Real estate lawyer Shari Elliott said she believes the issue of stigmatized properties has recently grown in the public consciousness and has become more of a problem for agents.

“I had multiple cases this summer where (real estate) agents said there’d been suicides in the house and they wanted to know what to do,” she said. “My advice is always to disclose it.”

Sellers have a legal obligation to disclose to buyers that there has been a grow-op in a house, if they are aware of it. Real estate agents have an obligation to disclose any “material fact” that might affect the sale of a house, but the definition of “material fact” is unclear, Elliott said.

“It’s totally in flux,” she said. “We’re waiting for court decisions.”

Elliott has other concerns. She said she was “appalled” that the site would allow potentially untrue comments from users that harm someone’s ability to sell their house.

Albert Armieri said Housecreep.com is doing its best to make sure all of the information on the site is linked to news articles that are already online and verify what had occurred in the home.

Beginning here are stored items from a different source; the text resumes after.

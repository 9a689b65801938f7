use std::collections::BTreeMap;

use serde::{Deserialize, Serialize};

use crate::{error::ApiError, models::Severity};

fn default_timeout() -> u64 {
    60
}

fn default_concurrent_scans() -> u32 {
    3
}

fn default_user_agent() -> String {
    "Mozilla/5.0 (Windows NT 10.0; Win64; x64) AppleWebKit/537.36 (KHTML, like Gecko) Chrome/91.0.4472.124 Safari/537.36".to_string()
}

fn default_modules() -> Vec<String> {
    vec![
        "sql_injection".to_string(),
        "xss".to_string(),
        "csrf".to_string(),
    ]
}

fn strings(values: &[&str]) -> Vec<String> {
    values.iter().map(|v| v.to_string()).collect()
}

fn default_vulnerability_definitions() -> VulnerabilityLibrary {
    let mut library = BTreeMap::new();
    library.insert(
        "sql_injection".to_string(),
        VulnerabilityDefinition {
            severity: Severity::High,
            description: "SQL injection lets an attacker inject malicious SQL into application queries, which can leak or corrupt data".to_string(),
            patterns: strings(&[
                "SQL syntax",
                "mysql_fetch_array",
                "You have an error in your SQL syntax",
                "ORA-",
                "PostgreSQL",
                "SQLite3::",
                "microsoft JET Database",
            ]),
        },
    );
    library.insert(
        "xss".to_string(),
        VulnerabilityDefinition {
            severity: Severity::Medium,
            description: "Cross-site scripting lets an attacker inject and execute malicious scripts in a victim's browser".to_string(),
            patterns: strings(&[
                "<script>alert",
                "javascript:alert",
                "onerror=alert",
                "document.cookie",
                "eval(",
                "document.domain",
                "document.write",
            ]),
        },
    );
    library.insert(
        "csrf".to_string(),
        VulnerabilityDefinition {
            severity: Severity::Medium,
            description: "Cross-site request forgery lets an attacker trick users into performing unintended actions".to_string(),
            patterns: strings(&["no CSRF token", "missing CSRF", "csrf verification failed"]),
        },
    );
    library.insert(
        "file_upload".to_string(),
        VulnerabilityDefinition {
            severity: Severity::High,
            description: "Insecure file upload lets an attacker upload malicious files, possibly leading to remote code execution".to_string(),
            patterns: strings(&[".php", ".jsp", ".asp", ".exe", ".sh", ".py"]),
        },
    );
    library
}

/// Detection rule for one module.
#[derive(Debug, Clone, PartialEq, Serialize, Deserialize)]
pub struct VulnerabilityDefinition {
    pub severity: Severity,
    pub description: String,
    #[serde(default)]
    pub patterns: Vec<String>,
}

/// Module id to detection rule, iterated in module-id order.
pub type VulnerabilityLibrary = BTreeMap<String, VulnerabilityDefinition>;

/// Scan configuration edited from the dashboard and persisted in the
/// `scan_config` slot.
#[derive(Debug, Clone, PartialEq, Serialize, Deserialize)]
pub struct ScanConfig {
    /// Seconds; enforced by a real backend, not by the simulator
    #[serde(default = "default_timeout")]
    pub timeout: u64,
    #[serde(default = "default_concurrent_scans")]
    pub concurrent_scans: u32,
    #[serde(default = "default_user_agent")]
    pub user_agent: String,
    #[serde(default = "default_modules")]
    pub default_modules: Vec<String>,
    #[serde(default = "default_vulnerability_definitions")]
    pub vulnerability_definitions: VulnerabilityLibrary,
}

impl Default for ScanConfig {
    fn default() -> Self {
        Self {
            timeout: default_timeout(),
            concurrent_scans: default_concurrent_scans(),
            user_agent: default_user_agent(),
            default_modules: default_modules(),
            vulnerability_definitions: default_vulnerability_definitions(),
        }
    }
}

impl ScanConfig {
    pub fn validate(&self) -> Result<(), ApiError> {
        if self.timeout == 0 {
            return Err(ApiError::validation("timeout must be greater than 0"));
        }
        if self.concurrent_scans == 0 {
            return Err(ApiError::validation(
                "concurrent_scans must be greater than 0",
            ));
        }
        if self.default_modules.is_empty() {
            return Err(ApiError::validation("default_modules must not be empty"));
        }
        Ok(())
    }

    /// Shallow merge: fields absent from `patch` keep their current value.
    pub fn merged(&self, patch: ScanConfigPatch) -> Self {
        let mut next = self.clone();
        if let Some(timeout) = patch.timeout {
            next.timeout = timeout;
        }
        if let Some(concurrent_scans) = patch.concurrent_scans {
            next.concurrent_scans = concurrent_scans;
        }
        if let Some(user_agent) = patch.user_agent {
            next.user_agent = user_agent.trim().to_string();
        }
        if let Some(modules) = patch.default_modules {
            next.default_modules = normalize_modules(&modules);
        }
        if let Some(definitions) = patch.vulnerability_definitions {
            next.vulnerability_definitions = definitions;
        }
        next
    }
}

/// Top-level fields of [`ScanConfig`] that an update may replace.
#[derive(Debug, Clone, Default, PartialEq, Serialize, Deserialize)]
#[serde(default)]
pub struct ScanConfigPatch {
    pub timeout: Option<u64>,
    pub concurrent_scans: Option<u32>,
    pub user_agent: Option<String>,
    pub default_modules: Option<Vec<String>>,
    pub vulnerability_definitions: Option<VulnerabilityLibrary>,
}

/// Partial rule update for a single module.
#[derive(Debug, Clone, Default, PartialEq, Serialize, Deserialize)]
#[serde(default)]
pub struct VulnerabilityRulePatch {
    pub severity: Option<Severity>,
    pub description: Option<String>,
    pub patterns: Option<Vec<String>>,
}

impl VulnerabilityRulePatch {
    pub fn apply_to(self, rule: &mut VulnerabilityDefinition) {
        if let Some(severity) = self.severity {
            rule.severity = severity;
        }
        if let Some(description) = self.description {
            rule.description = description;
        }
        if let Some(patterns) = self.patterns {
            rule.patterns = patterns;
        }
    }

    /// A complete rule, if every field is present.
    pub fn into_definition(self) -> Option<VulnerabilityDefinition> {
        Some(VulnerabilityDefinition {
            severity: self.severity?,
            description: self.description?,
            patterns: self.patterns?,
        })
    }
}

/// Trim module ids, drop empties and duplicates, keep first-seen order.
pub fn normalize_modules(modules: &[String]) -> Vec<String> {
    let mut seen = Vec::with_capacity(modules.len());
    for module in modules {
        let trimmed = module.trim();
        if !trimmed.is_empty() && !seen.iter().any(|m: &String| m == trimmed) {
            seen.push(trimmed.to_string());
        }
    }
    seen
}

However, it does rely on the truthfulness of contributors for some entries.

Realtor Ali Ahmed represented the buyers of 934 Ossington Ave., who bought the home two years after a man was murdered there. They were aware of what had happened, but weren’t “superstitious,” he said.

Ahmed said he believes “superstitious” types will find all kinds of problems with houses, but other people, like his clients, won’t care.

“In Toronto where you have 100- to 150-year-old homes, people do die in their homes,” he said. “Some people commit suicide, some people die a natural death, some people just fall over and die.”